→ **Your goal**: The output should be all lines of the entries below in which the word "GeneratedImage" occurs.

→ **Information supplied**:
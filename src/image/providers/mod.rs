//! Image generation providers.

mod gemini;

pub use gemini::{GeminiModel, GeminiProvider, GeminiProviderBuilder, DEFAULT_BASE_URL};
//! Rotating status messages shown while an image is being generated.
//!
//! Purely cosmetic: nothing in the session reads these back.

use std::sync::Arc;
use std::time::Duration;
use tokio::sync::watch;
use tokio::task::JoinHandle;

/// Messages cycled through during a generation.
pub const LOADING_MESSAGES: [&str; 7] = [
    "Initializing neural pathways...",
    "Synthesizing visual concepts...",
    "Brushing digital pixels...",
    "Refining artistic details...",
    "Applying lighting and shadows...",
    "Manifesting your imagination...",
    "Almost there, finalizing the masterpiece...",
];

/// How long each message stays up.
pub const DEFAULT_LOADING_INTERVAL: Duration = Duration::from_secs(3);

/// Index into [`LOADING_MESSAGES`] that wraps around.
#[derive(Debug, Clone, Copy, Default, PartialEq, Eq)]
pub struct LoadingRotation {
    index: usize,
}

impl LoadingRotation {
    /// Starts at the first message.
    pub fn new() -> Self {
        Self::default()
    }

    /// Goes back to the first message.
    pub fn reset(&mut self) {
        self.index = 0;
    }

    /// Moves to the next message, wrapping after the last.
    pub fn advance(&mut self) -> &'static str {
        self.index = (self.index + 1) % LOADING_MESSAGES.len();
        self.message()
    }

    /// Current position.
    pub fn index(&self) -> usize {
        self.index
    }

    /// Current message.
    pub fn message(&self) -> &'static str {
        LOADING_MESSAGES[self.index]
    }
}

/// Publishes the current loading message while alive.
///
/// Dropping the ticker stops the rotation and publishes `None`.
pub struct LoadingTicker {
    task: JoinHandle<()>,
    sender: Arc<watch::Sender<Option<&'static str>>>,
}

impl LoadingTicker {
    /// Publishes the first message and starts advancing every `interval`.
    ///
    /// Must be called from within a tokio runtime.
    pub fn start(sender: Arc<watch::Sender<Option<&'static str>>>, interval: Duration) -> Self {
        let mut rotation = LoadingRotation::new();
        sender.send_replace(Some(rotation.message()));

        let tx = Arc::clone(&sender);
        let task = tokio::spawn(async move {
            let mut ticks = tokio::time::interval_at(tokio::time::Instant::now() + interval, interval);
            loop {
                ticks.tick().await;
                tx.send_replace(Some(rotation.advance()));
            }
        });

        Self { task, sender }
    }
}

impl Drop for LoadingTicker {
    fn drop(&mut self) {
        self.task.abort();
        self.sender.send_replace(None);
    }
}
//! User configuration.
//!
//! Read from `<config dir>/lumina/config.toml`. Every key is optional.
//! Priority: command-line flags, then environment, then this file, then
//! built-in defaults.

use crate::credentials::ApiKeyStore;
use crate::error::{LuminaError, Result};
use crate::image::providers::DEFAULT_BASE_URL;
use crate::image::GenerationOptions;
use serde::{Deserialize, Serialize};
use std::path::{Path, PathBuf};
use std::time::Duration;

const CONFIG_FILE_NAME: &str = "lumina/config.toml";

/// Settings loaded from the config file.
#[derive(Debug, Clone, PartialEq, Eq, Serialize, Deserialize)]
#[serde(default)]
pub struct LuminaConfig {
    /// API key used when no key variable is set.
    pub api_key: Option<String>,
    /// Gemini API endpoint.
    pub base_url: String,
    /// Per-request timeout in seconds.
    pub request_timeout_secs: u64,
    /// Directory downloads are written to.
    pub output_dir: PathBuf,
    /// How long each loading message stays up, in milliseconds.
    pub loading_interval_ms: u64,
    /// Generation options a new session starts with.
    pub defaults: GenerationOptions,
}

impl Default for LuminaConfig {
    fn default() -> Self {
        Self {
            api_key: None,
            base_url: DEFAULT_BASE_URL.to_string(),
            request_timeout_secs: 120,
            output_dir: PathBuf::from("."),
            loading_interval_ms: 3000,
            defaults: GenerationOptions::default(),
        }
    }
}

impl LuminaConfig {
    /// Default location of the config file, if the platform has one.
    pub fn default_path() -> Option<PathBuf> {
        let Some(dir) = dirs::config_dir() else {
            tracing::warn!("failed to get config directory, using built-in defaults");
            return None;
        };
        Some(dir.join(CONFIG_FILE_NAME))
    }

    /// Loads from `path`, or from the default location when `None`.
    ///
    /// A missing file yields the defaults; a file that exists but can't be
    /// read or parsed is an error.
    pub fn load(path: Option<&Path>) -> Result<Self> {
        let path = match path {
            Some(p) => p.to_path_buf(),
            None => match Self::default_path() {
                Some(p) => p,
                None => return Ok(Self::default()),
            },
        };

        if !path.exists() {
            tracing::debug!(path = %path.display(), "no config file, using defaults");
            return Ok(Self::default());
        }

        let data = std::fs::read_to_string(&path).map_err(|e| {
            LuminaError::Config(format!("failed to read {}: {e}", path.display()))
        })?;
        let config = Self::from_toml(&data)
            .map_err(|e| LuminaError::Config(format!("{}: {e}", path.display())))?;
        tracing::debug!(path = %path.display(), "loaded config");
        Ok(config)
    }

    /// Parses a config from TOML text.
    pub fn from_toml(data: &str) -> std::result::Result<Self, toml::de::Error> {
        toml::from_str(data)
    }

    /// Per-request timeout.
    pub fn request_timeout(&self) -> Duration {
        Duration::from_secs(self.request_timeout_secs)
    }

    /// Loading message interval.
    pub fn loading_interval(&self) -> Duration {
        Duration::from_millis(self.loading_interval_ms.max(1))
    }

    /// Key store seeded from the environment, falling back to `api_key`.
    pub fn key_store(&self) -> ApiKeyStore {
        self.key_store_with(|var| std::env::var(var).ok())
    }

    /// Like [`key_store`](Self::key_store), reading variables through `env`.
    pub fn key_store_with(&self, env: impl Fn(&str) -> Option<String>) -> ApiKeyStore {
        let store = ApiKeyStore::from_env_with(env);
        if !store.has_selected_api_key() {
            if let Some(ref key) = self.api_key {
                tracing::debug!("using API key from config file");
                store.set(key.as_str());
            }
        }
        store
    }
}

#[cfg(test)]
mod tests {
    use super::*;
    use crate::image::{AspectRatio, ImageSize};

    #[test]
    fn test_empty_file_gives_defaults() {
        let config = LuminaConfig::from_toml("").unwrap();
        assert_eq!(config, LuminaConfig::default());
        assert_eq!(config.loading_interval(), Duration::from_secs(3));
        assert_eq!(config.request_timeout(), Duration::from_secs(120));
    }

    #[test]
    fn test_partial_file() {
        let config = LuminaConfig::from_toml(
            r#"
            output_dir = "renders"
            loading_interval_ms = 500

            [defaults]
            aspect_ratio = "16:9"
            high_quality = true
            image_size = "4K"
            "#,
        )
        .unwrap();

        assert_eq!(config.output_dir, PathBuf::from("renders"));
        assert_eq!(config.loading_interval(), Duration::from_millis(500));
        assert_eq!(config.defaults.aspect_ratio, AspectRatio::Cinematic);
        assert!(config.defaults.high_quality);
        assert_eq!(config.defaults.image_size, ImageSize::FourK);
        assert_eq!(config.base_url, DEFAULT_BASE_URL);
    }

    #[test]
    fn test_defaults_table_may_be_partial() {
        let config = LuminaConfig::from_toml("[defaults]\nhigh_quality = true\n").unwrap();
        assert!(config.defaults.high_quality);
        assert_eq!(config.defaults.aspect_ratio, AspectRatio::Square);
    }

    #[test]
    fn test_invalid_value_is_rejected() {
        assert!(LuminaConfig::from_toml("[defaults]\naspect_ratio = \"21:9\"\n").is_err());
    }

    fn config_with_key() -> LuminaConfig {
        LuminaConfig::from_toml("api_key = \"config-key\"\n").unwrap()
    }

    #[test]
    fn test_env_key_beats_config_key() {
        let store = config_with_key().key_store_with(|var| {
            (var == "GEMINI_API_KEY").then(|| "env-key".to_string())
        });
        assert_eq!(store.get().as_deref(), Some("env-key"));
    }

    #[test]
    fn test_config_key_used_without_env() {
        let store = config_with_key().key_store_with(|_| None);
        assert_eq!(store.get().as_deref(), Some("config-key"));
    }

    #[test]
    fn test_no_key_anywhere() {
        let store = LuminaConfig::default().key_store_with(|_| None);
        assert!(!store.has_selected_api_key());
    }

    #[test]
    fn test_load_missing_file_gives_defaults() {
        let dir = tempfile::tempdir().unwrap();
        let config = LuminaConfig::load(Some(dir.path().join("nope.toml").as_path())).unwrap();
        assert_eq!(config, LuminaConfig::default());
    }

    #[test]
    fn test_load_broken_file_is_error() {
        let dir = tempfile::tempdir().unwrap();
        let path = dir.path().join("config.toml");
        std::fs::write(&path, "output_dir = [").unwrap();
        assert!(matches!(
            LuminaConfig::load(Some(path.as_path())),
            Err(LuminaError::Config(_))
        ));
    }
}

--

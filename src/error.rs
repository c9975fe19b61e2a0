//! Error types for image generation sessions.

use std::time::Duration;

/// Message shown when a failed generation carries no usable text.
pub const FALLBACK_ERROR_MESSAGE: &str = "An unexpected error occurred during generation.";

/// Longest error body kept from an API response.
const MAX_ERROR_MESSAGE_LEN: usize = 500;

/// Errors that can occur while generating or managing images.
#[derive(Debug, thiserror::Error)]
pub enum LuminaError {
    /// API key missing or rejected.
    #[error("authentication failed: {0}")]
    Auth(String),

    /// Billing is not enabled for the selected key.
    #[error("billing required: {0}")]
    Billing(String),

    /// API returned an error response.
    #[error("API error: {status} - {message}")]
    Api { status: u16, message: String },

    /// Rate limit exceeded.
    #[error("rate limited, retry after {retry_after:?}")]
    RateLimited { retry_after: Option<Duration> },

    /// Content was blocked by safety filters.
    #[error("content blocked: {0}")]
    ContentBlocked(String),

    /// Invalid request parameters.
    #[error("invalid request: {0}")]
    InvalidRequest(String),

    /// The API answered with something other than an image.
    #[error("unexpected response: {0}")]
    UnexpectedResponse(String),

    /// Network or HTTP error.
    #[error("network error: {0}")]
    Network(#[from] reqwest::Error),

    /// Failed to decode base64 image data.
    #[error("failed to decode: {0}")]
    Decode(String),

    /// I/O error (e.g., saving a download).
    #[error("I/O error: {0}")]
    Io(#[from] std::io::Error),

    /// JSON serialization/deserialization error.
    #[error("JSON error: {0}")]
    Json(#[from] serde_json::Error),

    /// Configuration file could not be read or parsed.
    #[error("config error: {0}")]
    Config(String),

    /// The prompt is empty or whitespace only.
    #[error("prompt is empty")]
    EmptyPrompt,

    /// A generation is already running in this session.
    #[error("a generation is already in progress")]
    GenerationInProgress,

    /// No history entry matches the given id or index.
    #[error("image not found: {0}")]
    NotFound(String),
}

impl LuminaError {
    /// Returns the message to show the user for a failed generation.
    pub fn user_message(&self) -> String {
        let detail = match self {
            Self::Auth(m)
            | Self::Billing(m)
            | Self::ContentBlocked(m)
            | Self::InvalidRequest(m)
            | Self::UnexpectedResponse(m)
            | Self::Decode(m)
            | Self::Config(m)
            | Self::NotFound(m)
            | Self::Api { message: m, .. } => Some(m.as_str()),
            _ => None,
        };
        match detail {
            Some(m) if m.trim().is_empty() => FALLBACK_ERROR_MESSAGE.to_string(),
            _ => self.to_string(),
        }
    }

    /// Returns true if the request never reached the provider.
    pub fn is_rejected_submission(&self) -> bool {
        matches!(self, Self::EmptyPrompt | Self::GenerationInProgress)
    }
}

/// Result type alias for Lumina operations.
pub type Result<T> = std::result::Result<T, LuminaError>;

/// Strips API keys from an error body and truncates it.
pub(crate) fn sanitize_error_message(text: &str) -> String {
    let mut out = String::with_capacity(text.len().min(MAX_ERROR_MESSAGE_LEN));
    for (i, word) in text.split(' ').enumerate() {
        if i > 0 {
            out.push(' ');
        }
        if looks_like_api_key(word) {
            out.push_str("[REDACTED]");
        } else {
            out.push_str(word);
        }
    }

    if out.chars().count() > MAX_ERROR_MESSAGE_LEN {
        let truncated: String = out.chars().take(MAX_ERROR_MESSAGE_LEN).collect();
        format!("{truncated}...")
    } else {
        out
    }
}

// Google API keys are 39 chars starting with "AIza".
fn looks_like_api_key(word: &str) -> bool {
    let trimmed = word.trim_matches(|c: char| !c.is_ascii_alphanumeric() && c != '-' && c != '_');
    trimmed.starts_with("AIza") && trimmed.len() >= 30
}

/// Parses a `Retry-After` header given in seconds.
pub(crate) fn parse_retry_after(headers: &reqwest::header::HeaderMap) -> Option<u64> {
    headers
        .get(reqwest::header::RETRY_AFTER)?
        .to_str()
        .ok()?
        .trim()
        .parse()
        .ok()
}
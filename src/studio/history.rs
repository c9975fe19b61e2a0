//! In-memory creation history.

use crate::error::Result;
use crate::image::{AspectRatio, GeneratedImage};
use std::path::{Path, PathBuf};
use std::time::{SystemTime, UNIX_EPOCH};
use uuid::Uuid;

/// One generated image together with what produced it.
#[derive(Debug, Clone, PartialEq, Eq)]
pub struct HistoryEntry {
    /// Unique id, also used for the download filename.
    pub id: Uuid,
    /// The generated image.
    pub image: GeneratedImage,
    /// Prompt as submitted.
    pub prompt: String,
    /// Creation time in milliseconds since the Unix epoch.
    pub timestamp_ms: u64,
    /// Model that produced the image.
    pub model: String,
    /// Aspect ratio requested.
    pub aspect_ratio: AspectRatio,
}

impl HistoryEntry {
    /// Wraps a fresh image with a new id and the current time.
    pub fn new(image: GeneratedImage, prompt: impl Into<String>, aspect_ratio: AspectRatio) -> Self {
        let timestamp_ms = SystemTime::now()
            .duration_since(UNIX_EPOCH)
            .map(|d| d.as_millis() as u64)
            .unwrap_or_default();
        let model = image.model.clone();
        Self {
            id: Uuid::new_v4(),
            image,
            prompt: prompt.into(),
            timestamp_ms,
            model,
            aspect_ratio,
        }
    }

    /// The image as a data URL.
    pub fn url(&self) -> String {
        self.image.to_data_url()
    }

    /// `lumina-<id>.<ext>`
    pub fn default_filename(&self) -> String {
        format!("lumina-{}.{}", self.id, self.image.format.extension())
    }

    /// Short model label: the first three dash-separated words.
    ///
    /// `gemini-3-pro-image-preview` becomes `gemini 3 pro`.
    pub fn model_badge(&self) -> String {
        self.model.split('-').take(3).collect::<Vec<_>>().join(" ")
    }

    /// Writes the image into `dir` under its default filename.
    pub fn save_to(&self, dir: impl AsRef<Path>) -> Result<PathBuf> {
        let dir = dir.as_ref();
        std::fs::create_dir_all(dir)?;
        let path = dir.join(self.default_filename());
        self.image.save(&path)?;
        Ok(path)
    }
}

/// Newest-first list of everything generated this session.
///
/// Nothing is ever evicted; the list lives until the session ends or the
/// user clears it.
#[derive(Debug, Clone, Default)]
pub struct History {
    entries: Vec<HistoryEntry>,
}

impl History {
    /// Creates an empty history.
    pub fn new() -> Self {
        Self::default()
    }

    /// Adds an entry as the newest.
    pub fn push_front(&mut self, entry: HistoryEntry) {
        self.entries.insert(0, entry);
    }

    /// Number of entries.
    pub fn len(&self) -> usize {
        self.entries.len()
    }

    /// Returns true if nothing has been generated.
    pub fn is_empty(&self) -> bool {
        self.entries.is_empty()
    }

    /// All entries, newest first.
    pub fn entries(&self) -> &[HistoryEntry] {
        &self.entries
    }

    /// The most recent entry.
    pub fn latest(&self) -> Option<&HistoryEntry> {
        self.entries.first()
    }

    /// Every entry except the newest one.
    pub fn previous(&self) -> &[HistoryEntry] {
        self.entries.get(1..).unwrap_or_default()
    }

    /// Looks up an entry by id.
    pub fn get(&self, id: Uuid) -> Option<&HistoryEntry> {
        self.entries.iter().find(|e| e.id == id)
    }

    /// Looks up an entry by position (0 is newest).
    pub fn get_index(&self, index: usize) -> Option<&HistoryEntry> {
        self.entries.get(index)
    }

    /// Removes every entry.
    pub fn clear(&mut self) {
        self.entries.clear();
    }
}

→ **Exercise answer**:
use crate::image::{AspectRatio, GeneratedImage};
    pub image: GeneratedImage,
    pub fn new(image: GeneratedImage, prompt: impl Into<String>, aspect_ratio: AspectRatio) -> Self {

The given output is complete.